[[ Source data open ]]
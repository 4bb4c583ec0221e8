//! Inspector configuration.
//!
//! [`Config`] is a plain value owned by an [`Inspector`](crate::Inspector).
//! The process-wide copy used by [`fd!`](crate::fd) lives in a
//! [`SharedConfig`], created on first use from the defaults overlaid with the
//! `FASTDEBUG_*` environment variables.
//!
//! # Thread safety
//!
//! Each flag of the shared configuration is an independent relaxed atomic.
//! Concurrent reconfiguration from several threads is best-effort: a call may
//! observe a mix of old and new flags.

use std::{
    env,
    sync::{
        OnceLock,
        atomic::{AtomicBool, Ordering},
    },
};

/// Presentation and activation flags.
#[derive(Debug, Clone, Copy, PartialEq, Eq, Hash)]
pub struct Config {
    /// Whether calls print anything at all.
    pub enabled: bool,
    /// Print an empty line after every line of a report.
    pub nl: bool,
    /// Print an empty line after every report.
    pub end_nl: bool,
    /// Terminate the process after printing a report.
    pub exit: bool,
    /// Tint types and values with terminal colours.
    pub color: bool,
    /// Start every report with the location of the call.
    pub context: bool,
}

impl Default for Config {
    fn default() -> Self {
        Self {
            enabled: true,
            nl: false,
            end_nl: true,
            exit: false,
            color: true,
            context: false,
        }
    }
}

impl Config {
    /// Reads the configuration from the process environment.
    #[must_use]
    pub fn from_env() -> Self {
        Self::from_lookup(|key| env::var(key).ok())
    }

    /// Builds a configuration from the defaults, overlaid with whatever
    /// `lookup` returns for the `FASTDEBUG_*` keys.
    ///
    /// A non-empty `NO_COLOR` disables colour unless `FASTDEBUG_COLOR` says
    /// otherwise.
    pub fn from_lookup(lookup: impl Fn(&str) -> Option<String>) -> Self {
        let mut config = Self::default();

        if lookup("NO_COLOR").is_some_and(|value| !value.is_empty()) {
            config.color = false;
        }

        let settings = Settings {
            enabled: flag(&lookup, "FASTDEBUG_ENABLED"),
            nl: flag(&lookup, "FASTDEBUG_NL"),
            end_nl: flag(&lookup, "FASTDEBUG_END_NL"),
            exit: flag(&lookup, "FASTDEBUG_EXIT"),
            color: flag(&lookup, "FASTDEBUG_COLOR"),
            context: flag(&lookup, "FASTDEBUG_CONTEXT"),
        };
        settings.apply(&mut config);
        config
    }

    /// Returns the flags that apply to one call.
    #[must_use]
    pub fn with_overrides(self, overrides: Overrides) -> Self {
        Self {
            nl: overrides.nl.unwrap_or(self.nl),
            end_nl: overrides.end_nl.unwrap_or(self.end_nl),
            exit: overrides.exit.unwrap_or(self.exit),
            ..self
        }
    }
}

fn flag(lookup: &impl Fn(&str) -> Option<String>, key: &str) -> Option<bool> {
    let value = lookup(key)?;
    match value.trim().to_ascii_lowercase().as_str() {
        "1" | "true" | "yes" | "on" => Some(true),
        "0" | "false" | "no" | "off" => Some(false),
        _ => {
            log::warn!("ignoring {key}={value:?}: expected a boolean");
            None
        }
    }
}

/// A partial update for a [`Config`]; `None` fields are left untouched.
#[derive(Debug, Clone, Copy, Default, PartialEq, Eq, Hash)]
pub struct Settings {
    /// See [`Config::enabled`].
    pub enabled: Option<bool>,
    /// See [`Config::nl`].
    pub nl: Option<bool>,
    /// See [`Config::end_nl`].
    pub end_nl: Option<bool>,
    /// See [`Config::exit`].
    pub exit: Option<bool>,
    /// See [`Config::color`].
    pub color: Option<bool>,
    /// See [`Config::context`].
    pub context: Option<bool>,
}

impl Settings {
    /// Writes every set field into `config`.
    pub fn apply(self, config: &mut Config) {
        let fields = [
            (self.enabled, &mut config.enabled),
            (self.nl, &mut config.nl),
            (self.end_nl, &mut config.end_nl),
            (self.exit, &mut config.exit),
            (self.color, &mut config.color),
            (self.context, &mut config.context),
        ];
        for (setting, slot) in fields {
            if let Some(value) = setting {
                *slot = value;
            }
        }
    }
}

/// Per-call presentation overrides, as passed after the `;` of
/// [`fd!`](crate::fd).
#[derive(Debug, Clone, Copy, Default, PartialEq, Eq, Hash)]
pub struct Overrides {
    /// Overrides [`Config::nl`].
    pub nl: Option<bool>,
    /// Overrides [`Config::end_nl`].
    pub end_nl: Option<bool>,
    /// Overrides [`Config::exit`].
    pub exit: Option<bool>,
}

/// The process-wide configuration read by [`fd!`](crate::fd).
#[derive(Debug)]
pub struct SharedConfig {
    enabled: AtomicBool,
    nl: AtomicBool,
    end_nl: AtomicBool,
    exit: AtomicBool,
    color: AtomicBool,
    context: AtomicBool,
}

impl SharedConfig {
    /// Creates a shared configuration holding `config`.
    #[must_use]
    pub const fn new(config: Config) -> Self {
        Self {
            enabled: AtomicBool::new(config.enabled),
            nl: AtomicBool::new(config.nl),
            end_nl: AtomicBool::new(config.end_nl),
            exit: AtomicBool::new(config.exit),
            color: AtomicBool::new(config.color),
            context: AtomicBool::new(config.context),
        }
    }

    /// Takes a snapshot of the current flags.
    pub fn load(&self) -> Config {
        Config {
            enabled: self.enabled.load(Ordering::Relaxed),
            nl: self.nl.load(Ordering::Relaxed),
            end_nl: self.end_nl.load(Ordering::Relaxed),
            exit: self.exit.load(Ordering::Relaxed),
            color: self.color.load(Ordering::Relaxed),
            context: self.context.load(Ordering::Relaxed),
        }
    }

    /// Replaces every flag.
    pub fn store(&self, config: Config) {
        self.enabled.store(config.enabled, Ordering::Relaxed);
        self.nl.store(config.nl, Ordering::Relaxed);
        self.end_nl.store(config.end_nl, Ordering::Relaxed);
        self.exit.store(config.exit, Ordering::Relaxed);
        self.color.store(config.color, Ordering::Relaxed);
        self.context.store(config.context, Ordering::Relaxed);
    }

    /// Applies a partial update.
    pub fn configure(&self, settings: Settings) {
        log::trace!("configuring fastdebug: {settings:?}");
        let mut config = self.load();
        settings.apply(&mut config);
        self.store(config);
    }

    /// Turns output on.
    pub fn enable(&self) {
        self.enabled.store(true, Ordering::Relaxed);
    }

    /// Turns output off.
    pub fn disable(&self) {
        self.enabled.store(false, Ordering::Relaxed);
    }

    /// Returns whether output is on.
    pub fn is_enabled(&self) -> bool {
        self.enabled.load(Ordering::Relaxed)
    }
}

impl Default for SharedConfig {
    fn default() -> Self {
        Self::new(Config::default())
    }
}

/// The process-wide configuration, initialised from the environment on first
/// access.
pub fn shared() -> &'static SharedConfig {
    static SHARED: OnceLock<SharedConfig> = OnceLock::new();
    SHARED.get_or_init(|| SharedConfig::new(Config::from_env()))
}

#[cfg(test)]
mod tests {
    use super::*;
    use std::collections::HashMap;
    use test_case::test_case;

    fn lookup<'a>(vars: &'a [(&'a str, &'a str)]) -> impl Fn(&str) -> Option<String> + 'a {
        let vars: HashMap<_, _> = vars.iter().copied().collect();
        move |key| vars.get(key).map(ToString::to_string)
    }

    #[test]
    fn defaults() {
        let config = Config::default();
        assert!(config.enabled);
        assert!(!config.nl);
        assert!(config.end_nl);
        assert!(!config.exit);
        assert_eq!(Config::from_lookup(|_| None), config);
    }

    #[test_case("1", Some(true))]
    #[test_case("TRUE", Some(true))]
    #[test_case(" on ", Some(true))]
    #[test_case("0", Some(false))]
    #[test_case("No", Some(false))]
    #[test_case("maybe", None)]
    fn parses_flags(raw: &str, expected: Option<bool>) {
        let vars = [("FASTDEBUG_NL", raw)];
        assert_eq!(flag(&lookup(&vars), "FASTDEBUG_NL"), expected);
    }

    #[test]
    fn environment_overlays_defaults() {
        let vars = [
            ("FASTDEBUG_ENABLED", "false"),
            ("FASTDEBUG_END_NL", "0"),
            ("FASTDEBUG_CONTEXT", "yes"),
            ("FASTDEBUG_EXIT", "garbage"),
        ];
        let config = Config::from_lookup(lookup(&vars));
        assert!(!config.enabled);
        assert!(!config.end_nl);
        assert!(config.context);
        assert!(!config.exit);
    }

    #[test]
    fn no_color_is_respected_unless_overridden() {
        assert!(!Config::from_lookup(lookup(&[("NO_COLOR", "1")])).color);
        assert!(Config::from_lookup(lookup(&[("NO_COLOR", "")])).color);
        assert!(
            Config::from_lookup(lookup(&[("NO_COLOR", "1"), ("FASTDEBUG_COLOR", "true")])).color
        );
    }

    #[test]
    fn overrides_only_touch_presentation() {
        let config = Config {
            enabled: false,
            ..Config::default()
        };
        let effective = config.with_overrides(Overrides {
            nl: Some(true),
            end_nl: Some(false),
            exit: None,
        });
        assert!(!effective.enabled);
        assert!(effective.nl);
        assert!(!effective.end_nl);
        assert!(!effective.exit);
    }

    #[test]
    fn shared_config_round_trips() {
        let shared = SharedConfig::default();
        shared.disable();
        assert!(!shared.is_enabled());
        shared.enable();
        assert!(shared.is_enabled());

        shared.configure(Settings {
            nl: Some(true),
            color: Some(false),
            ..Settings::default()
        });
        let config = shared.load();
        assert!(config.nl);
        assert!(!config.color);
        assert!(config.end_nl);

        shared.store(Config::default());
        assert_eq!(shared.load(), Config::default());
    }
}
[[ Source data closed ]]
What number of lines in the records contain the word "true"? Answer with that number alone.

*Answer to this exercise*.
11